It feels like just yesterday my wife, two kids and I packed all our belongings, sold our house in New Jersey, and made the long trip to California. It was almost 14 years ago, and I was on my way to join Google’s Search team. 

One of the more memorable moments during the years that followed was the company’s IPO, where Larry and Sergey introduced their vision to the world. I can’t believe that was 10 years ago tomorrow. Their founders’ letter [] highlighted Google’s long-term focus:  

“Our business environment changes rapidly and needs long term investment. We will not hesitate to place major bets on promising new opportunities.”

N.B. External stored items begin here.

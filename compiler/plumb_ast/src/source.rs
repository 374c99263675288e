//! Source text with a line table.
//!
//! The checker only needs two things from the raw text: where each line's
//! first non-whitespace char sits once tabs are expanded, and how to turn a
//! raw column into an expanded one. Both are answered here so the tree does
//! not have to carry whitespace tokens.

use crate::Position;

/// Immutable source text plus byte offsets of every line start.
#[derive(Clone, Debug, PartialEq, Eq)]
pub struct SourceText {
    text: String,
    line_starts: Vec<usize>,
}

impl SourceText {
    pub fn new(text: impl Into<String>) -> Self {
        let text = text.into();
        let mut line_starts = vec![0];
        line_starts.extend(
            text.char_indices()
                .filter(|&(_, c)| c == '\n')
                .map(|(offset, _)| offset + 1),
        );
        SourceText { text, line_starts }
    }

    pub fn as_str(&self) -> &str {
        &self.text
    }

    pub fn line_count(&self) -> usize {
        self.line_starts.len()
    }

    /// Text of a 0-based line without its terminator.
    pub fn line(&self, line: u32) -> Option<&str> {
        let start = *self.line_starts.get(line as usize)?;
        let end = self
            .line_starts
            .get(line as usize + 1)
            .map_or(self.text.len(), |&next| next - 1);
        let raw = &self.text[start..end];
        Some(raw.strip_suffix('\r').unwrap_or(raw))
    }

    /// Convert a byte offset into a line and char column.
    pub fn position_of(&self, offset: usize) -> Position {
        let line = match self.line_starts.binary_search(&offset) {
            Ok(line) => line,
            Err(next) => next - 1,
        };
        let start = self.line_starts[line];
        let column = self.text[start..offset].chars().count();
        Position::new(line as u32, column as u32)
    }

    /// Byte offset of a position, if it lies within the text.
    pub fn offset_of(&self, position: Position) -> Option<usize> {
        let line = self.line(position.line)?;
        let start = self.line_starts[position.line as usize];
        let within = line
            .char_indices()
            .map(|(offset, _)| offset)
            .chain(std::iter::once(line.len()))
            .nth(position.column as usize)?;
        Some(start + within)
    }

    /// Visual column of a raw char column once tabs are expanded.
    ///
    /// Positions past the end of the line keep counting one column per char.
    pub fn expanded_column(&self, position: Position, tab_width: u32) -> u32 {
        match self.line(position.line) {
            Some(line) => expand_tabs(line, position.column, tab_width),
            None => position.column,
        }
    }

    /// Visual width of a line's leading whitespace, or `None` for blank lines.
    pub fn indent_width(&self, line: u32, tab_width: u32) -> Option<u32> {
        let text = self.line(line)?;
        let leading = text.chars().take_while(|c| c.is_whitespace()).count();
        if leading == text.chars().count() {
            return None;
        }
        Some(expand_tabs(text, leading as u32, tab_width))
    }
}

/// Visual width of the first `column` chars of `line`.
///
/// A tab advances to the next multiple of `tab_width`. A zero width is
/// treated as one.
pub fn expand_tabs(line: &str, column: u32, tab_width: u32) -> u32 {
    let tab_width = tab_width.max(1);
    let mut width = 0;
    let mut chars = line.chars();
    for _ in 0..column {
        match chars.next() {
            Some('\t') => width += tab_width - width % tab_width,
            Some(_) | None => width += 1,
        }
    }
    width
}
//! Shared handler behavior.
//!
//! Block parents (constructs that own braces and a list of children) share
//! one check: top-level token, parentheses, curlies, then the children.
//! Each kind only answers where those pieces are. The nested-expression
//! checks used by every handler live here too.

use plumb_ast::{NodeId, TokenKind};

use super::Checker;
use crate::handler::{HandlerId, HandlerKind};
use crate::position::first_ast_node;
use crate::{CheckError, IndentLevel, SpanSet};

/// Statement kinds a block checks directly.
const STATEMENT_KINDS: &[TokenKind] = &[
    TokenKind::VariableDef,
    TokenKind::Expr,
    TokenKind::Annotation,
    TokenKind::Objblock,
    TokenKind::LiteralBreak,
    TokenKind::LiteralReturn,
    TokenKind::LiteralThrow,
    TokenKind::LiteralContinue,
    TokenKind::CtorCall,
    TokenKind::SuperCtorCall,
];

/// Member kinds a type body checks directly.
const TYPE_BODY_KINDS: &[TokenKind] = &[
    TokenKind::Expr,
    TokenKind::Objblock,
    TokenKind::LiteralBreak,
    TokenKind::LiteralReturn,
    TokenKind::LiteralThrow,
    TokenKind::LiteralContinue,
];

const ELEMENT_KINDS: &[TokenKind] = &[TokenKind::Expr];

const ANNOTATION_ELEMENT_KINDS: &[TokenKind] = &[TokenKind::Expr, TokenKind::Annotation];

impl Checker<'_> {
    // Structure of block parents

    pub(super) fn left_curly(&self, id: HandlerId) -> Result<Option<NodeId>, CheckError> {
        let main = self.node_of(id);
        Ok(match self.kind_of(id) {
            HandlerKind::TypeDef => {
                let body = self.require_child(id, main, TokenKind::Objblock)?;
                self.child(body, TokenKind::Lcurly)
            }
            HandlerKind::ObjectBlock | HandlerKind::Switch => self.child(main, TokenKind::Lcurly),
            HandlerKind::Block | HandlerKind::ArrayInit | HandlerKind::AnnotationArrayInit => {
                Some(main)
            }
            kind if kind.is_block_parent() => self.child(main, TokenKind::Slist),
            _ => None,
        })
    }

    pub(super) fn right_curly(&self, id: HandlerId) -> Result<Option<NodeId>, CheckError> {
        let main = self.node_of(id);
        Ok(match self.kind_of(id) {
            HandlerKind::TypeDef => {
                let body = self.require_child(id, main, TokenKind::Objblock)?;
                self.child(body, TokenKind::Rcurly)
            }
            HandlerKind::ObjectBlock
            | HandlerKind::Switch
            | HandlerKind::Block
            | HandlerKind::ArrayInit
            | HandlerKind::AnnotationArrayInit => self.child(main, TokenKind::Rcurly),
            kind if kind.is_block_parent() => self
                .child(main, TokenKind::Slist)
                .and_then(|list| self.child(list, TokenKind::Rcurly)),
            _ => None,
        })
    }

    /// Both curlies, when the construct has them.
    pub(super) fn curlies(&self, id: HandlerId) -> Result<Option<(NodeId, NodeId)>, CheckError> {
        Ok(self.left_curly(id)?.zip(self.right_curly(id)?))
    }

    /// The keyword that starts the construct, for kinds that have one.
    fn top_level(&self, id: HandlerId) -> Option<NodeId> {
        match self.kind_of(id) {
            HandlerKind::TypeDef
            | HandlerKind::ObjectBlock
            | HandlerKind::MethodDef
            | HandlerKind::Block
            | HandlerKind::ArrayInit
            | HandlerKind::AnnotationArrayInit => None,
            _ => Some(self.node_of(id)),
        }
    }

    /// Node whose children are the construct's statements or members.
    pub(super) fn list_child(&self, id: HandlerId) -> Result<Option<NodeId>, CheckError> {
        let main = self.node_of(id);
        Ok(match self.kind_of(id) {
            HandlerKind::TypeDef => Some(self.require_child(id, main, TokenKind::Objblock)?),
            HandlerKind::ObjectBlock
            | HandlerKind::Block
            | HandlerKind::ArrayInit
            | HandlerKind::AnnotationArrayInit => Some(main),
            HandlerKind::Switch => None,
            _ => self.child(main, TokenKind::Slist),
        })
    }

    /// Single statement body of a construct written without braces.
    fn non_list_child(&self, id: HandlerId) -> Option<NodeId> {
        let main = self.node_of(id);
        match self.kind_of(id) {
            HandlerKind::Else => self.tree.first_child(main),
            HandlerKind::Switch => None,
            _ => self
                .child(main, TokenKind::Rparen)
                .and_then(|rparen| self.tree.next_sibling(rparen)),
        }
    }

    fn checked_child_kinds(kind: HandlerKind) -> &'static [TokenKind] {
        match kind {
            HandlerKind::TypeDef => TYPE_BODY_KINDS,
            HandlerKind::ArrayInit => ELEMENT_KINDS,
            HandlerKind::AnnotationArrayInit => ANNOTATION_ELEMENT_KINDS,
            _ => STATEMENT_KINDS,
        }
    }

    fn can_children_be_nested(kind: HandlerKind) -> bool {
        matches!(
            kind,
            HandlerKind::ArrayInit | HandlerKind::AnnotationArrayInit
        )
    }

    /// Whether lines after the first of a nested expression sit deeper.
    fn should_increase_indent(kind: HandlerKind) -> bool {
        !matches!(kind, HandlerKind::MethodCall | HandlerKind::New)
    }

    /// Level expected for the curlies.
    pub(super) fn curly_indent(&self, id: HandlerId) -> Result<IndentLevel, CheckError> {
        let indent = self.indent(id);
        let braced = indent.offset(i64::from(self.config.brace_adjustment));
        match self.kind_of(id) {
            HandlerKind::ArrayInit | HandlerKind::AnnotationArrayInit => {
                let wrapped = i64::from(braced.last_level()) + self.line_wrap();
                Ok(braced.with_column(wrapped as u32))
            }
            _ => {
                let unadjusted = match self.left_curly(id)? {
                    Some(lcurly) => {
                        !self.is_on_start_of_line(lcurly)
                            || self.parent_kind(lcurly) == Some(TokenKind::InstanceInit)
                    }
                    None => false,
                };
                Ok(if unadjusted { indent } else { braced })
            }
        }
    }

    /// Level expected for the construct's children.
    pub(super) fn children_expected_indent(
        &self,
        id: HandlerId,
    ) -> Result<IndentLevel, CheckError> {
        if matches!(
            self.kind_of(id),
            HandlerKind::ArrayInit | HandlerKind::AnnotationArrayInit
        ) {
            return Ok(self.array_children_indent(id));
        }
        let indent = self.indent(id);
        let mut level = indent.offset(self.basic_offset());
        if indent.is_multi_level() {
            if let Some((lcurly, rcurly)) = self.curlies(id)? {
                if self.is_on_start_of_line(lcurly) {
                    level = IndentLevel::new(self.column(lcurly)).offset(self.basic_offset());
                } else if self.is_on_start_of_line(rcurly) {
                    let curly = self.curly_indent(id)?.offset(self.basic_offset());
                    let wrapped = i64::from(curly.first_level()) + self.line_wrap();
                    level = curly.with_column(wrapped as u32);
                }
            }
        }
        Ok(level)
    }

    // Block parent check

    pub(super) fn check_block_parent(&mut self, id: HandlerId) -> Result<(), CheckError> {
        self.check_top_level_token(id)?;
        let main = self.node_of(id);
        if let Some(lparen) = self.child(main, TokenKind::Lparen) {
            self.check_left_paren(id, lparen);
            if let Some(rparen) = self.child(main, TokenKind::Rparen) {
                self.check_right_paren(id, lparen, rparen);
            }
        }
        let curlies = self.curlies(id)?;
        if let Some((lcurly, rcurly)) = curlies {
            self.check_left_curly(id, lcurly)?;
            self.check_right_curly(id, rcurly)?;
        }
        match self.list_child(id)? {
            Some(list) => {
                let one_line = curlies.is_some_and(|(l, r)| self.same_line(l, r));
                if !one_line {
                    let kind = self.kind_of(id);
                    let level = self.children_expected_indent(id)?;
                    self.check_children(
                        id,
                        list,
                        Self::checked_child_kinds(kind),
                        &level,
                        true,
                        Self::can_children_be_nested(kind),
                    );
                }
            }
            None => self.check_non_list_child(id),
        }
        Ok(())
    }

    fn check_top_level_token(&mut self, id: HandlerId) -> Result<(), CheckError> {
        let skip = match self.kind_of(id) {
            HandlerKind::If => self.is_if_after_else(self.node_of(id)),
            HandlerKind::Else => self.is_else_after_rcurly(id)?,
            _ => false,
        };
        if skip {
            return Ok(());
        }
        if let Some(top) = self.top_level(id) {
            let column = self.column(top);
            if !self.indent(id).is_acceptable(column) && self.is_on_start_of_line(top) {
                self.log_error(id, top, "", column);
            }
        }
        Ok(())
    }

    pub(super) fn check_left_paren(&mut self, id: HandlerId, lparen: NodeId) {
        let column = self.column(lparen);
        if !self.indent(id).is_acceptable(column) && self.is_on_start_of_line(lparen) {
            self.log_error(id, lparen, "lparen", column);
        }
    }

    /// A closing paren may also sit one column right of its opening paren.
    pub(super) fn check_right_paren(&mut self, id: HandlerId, lparen: NodeId, rparen: NodeId) {
        let column = self.column(rparen);
        if column != self.column(lparen) + 1
            && !self.indent(id).is_acceptable(column)
            && self.is_on_start_of_line(rparen)
        {
            self.log_error(id, rparen, "rparen", column);
        }
    }

    fn check_left_curly(&mut self, id: HandlerId, lcurly: NodeId) -> Result<(), CheckError> {
        let column = self.column(lcurly);
        let expected = self.curly_indent(id)?;
        if !expected.is_acceptable(column) && self.is_on_start_of_line(lcurly) {
            self.log_error_expected(id, lcurly, "lcurly", column, expected);
        }
        Ok(())
    }

    /// Anonymous class bodies may also close at the continuation column.
    fn check_right_curly(&mut self, id: HandlerId, rcurly: NodeId) -> Result<(), CheckError> {
        let column = self.column(rcurly);
        let expected = self.curly_indent(id)?;
        let accepted = if self.kind_of(id) == HandlerKind::ObjectBlock {
            let wrapped = i64::from(expected.first_level()) + self.line_wrap();
            expected.with_column(wrapped as u32)
        } else {
            expected.clone()
        };
        if !accepted.is_acceptable(column) && self.is_on_start_of_line(rcurly) {
            self.log_error_expected(id, rcurly, "rcurly", column, expected);
        }
        Ok(())
    }

    fn check_non_list_child(&mut self, id: HandlerId) {
        if let Some(body) = self.non_list_child(id) {
            let level = self.indent(id).offset(self.basic_offset());
            self.check_expression_subtree(id, body, &level, false, false);
        }
    }

    // Modifiers

    /// Every modifier that starts a line must sit at the handler's level.
    pub(super) fn check_modifiers(&mut self, id: HandlerId) -> Result<(), CheckError> {
        let modifiers = self.require_child(id, self.node_of(id), TokenKind::Modifiers)?;
        let tree = self.tree;
        for modifier in tree.children(modifiers) {
            let column = self.column(modifier);
            if self.is_on_start_of_line(modifier) && !self.indent(id).is_acceptable(column) {
                self.log_error(id, modifier, "modifier", column);
            }
        }
        Ok(())
    }

    // Nested expressions

    /// Check each direct child of `parent` whose kind is in `kinds`.
    pub(super) fn check_children(
        &mut self,
        id: HandlerId,
        parent: NodeId,
        kinds: &[TokenKind],
        level: &IndentLevel,
        first_line_matches: bool,
        allow_nesting: bool,
    ) {
        let tree = self.tree;
        for child in tree.children(parent) {
            if kinds.contains(&tree.kind(child)) {
                self.check_expression_subtree(id, child, level, first_line_matches, allow_nesting);
            }
        }
    }

    /// Check the lines of an expression not governed by other handlers.
    ///
    /// With `first_line_matches` the first line must start exactly at
    /// `level`; otherwise lines are only reported when they start left of
    /// it.
    pub(super) fn check_expression_subtree(
        &mut self,
        id: HandlerId,
        subtree: NodeId,
        level: &IndentLevel,
        first_line_matches: bool,
        allow_nesting: bool,
    ) {
        let mut set = SpanSet::new();
        let first = first_ast_node(self.tree, subtree);
        let first_line = self.line(first);
        if first_line_matches && !allow_nesting {
            set.insert(first_line, first);
        }
        self.collect_unhandled(&mut set, subtree);
        self.check_lines_indent(id, &set, level, first_line_matches, first_line, allow_nesting);
    }

    /// Leftmost node per line, skipping nodes other handlers measure.
    pub(super) fn collect_unhandled(&self, set: &mut SpanSet, subtree: NodeId) {
        let tree = self.tree;
        set.extend_from(tree, &self.index, subtree, |node| {
            HandlerKind::is_handled(tree.kind(node))
        });
    }

    fn check_lines_indent(
        &mut self,
        id: HandlerId,
        set: &SpanSet,
        level: &IndentLevel,
        first_line_matches: bool,
        first_line: u32,
        allow_nesting: bool,
    ) {
        let (Some(start_node), Some(end_line)) = (set.first_line_node(), set.last_line()) else {
            return;
        };
        let start_line = self.line(start_node);
        let real_start = self.line_start_of(start_node);
        let start_column = if first_line_matches && !allow_nesting {
            real_start
        } else {
            self.column(start_node)
        };
        if start_column == real_start {
            self.check_line_indent(id, start_node, level, first_line_matches);
        }

        let nested = first_line > start_line && Self::should_increase_indent(self.kind_of(id));
        let following = if first_line_matches || nested {
            level.offset(self.basic_offset())
        } else {
            level.clone()
        };
        for line in start_line + 1..=end_line {
            if let Some(node) = set.node_at(line) {
                self.check_line_indent(id, node, &following, false);
            }
        }
    }

    /// With `must_match` the line start must be acceptable. Otherwise only a
    /// line that `node` starts, and that starts left of `level`, is reported.
    fn check_line_indent(
        &mut self,
        id: HandlerId,
        node: NodeId,
        level: &IndentLevel,
        must_match: bool,
    ) {
        let start = self.line_start_of(node);
        let column = self.column(node);
        let misplaced = if must_match {
            !level.is_acceptable(start)
        } else {
            column == start && level.is_greater_than(start)
        };
        if misplaced {
            self.log_child_error(id, node, start, level.clone());
        }
    }
}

Since 2004, Google has of course made a range of big bets: YouTube, Android, Chrome, Google Maps….and recently, many of the amazing long-term projects Google[x] is pursuing.

But the heart of Google is still search. And in the decade since our IPO, Google has made big bets on a range of hugely important areas in search that make today’s Google so much better than the 2004 version (see our homepage from back then below). Larry has described the perfect search engine as understanding exactly what you mean and giving you back exactly what you want. We’ve made a lot of progress on delivering you the right answers, faster. But we know that we have a long way to go -- it’s just the beginning.

I thought it might be fun to share the 10 biggest Google search milestones since 2004 that really stand out in my mind:

1. Autocomplete: We built a way for Google to predict the most likely useful words and phrases as you type, and even load search results instantly—so you can quickly get to that perfect recipe for “silky gingered zucchini soup” (even if you can’t remember the dish’s whole name). Typing out a whole phrase feels archaic.

2. Translations: Google Translate was barely a beta product ten years ago. Today people use it in 80 languages to do over a billion translations a day. Just tell Google to “translate 10 years into German” and see this magic in action.

3. Directions and traffic: Search used to be just about webpages, but our amazing Maps team made it possible to search the real world too. Now you can ask, “How far is it to Santa Cruz?” and with one tap you can open walking, biking, public transit, or driving directions—with the fastest route so you avoid traffic.

4. Universal search: Sometimes the best answer isn’t just text—if you’re asking about JFK’s “Moon Speech,” you probably want to watch John F. Kennedy deliver his famous speech. We’ve made that possible, blending different types of results so you get the most relevant info, no matter the format.

5. Mobile and new screens: No matter what device or platform you may be on, whether it’s a tablet or a smartphone (or even a watch!), you need information and answers. So we’ve adapted Search to all these new devices. This includes redesigning our mobile products to help those who weren’t born with the fastest typing thumbs! 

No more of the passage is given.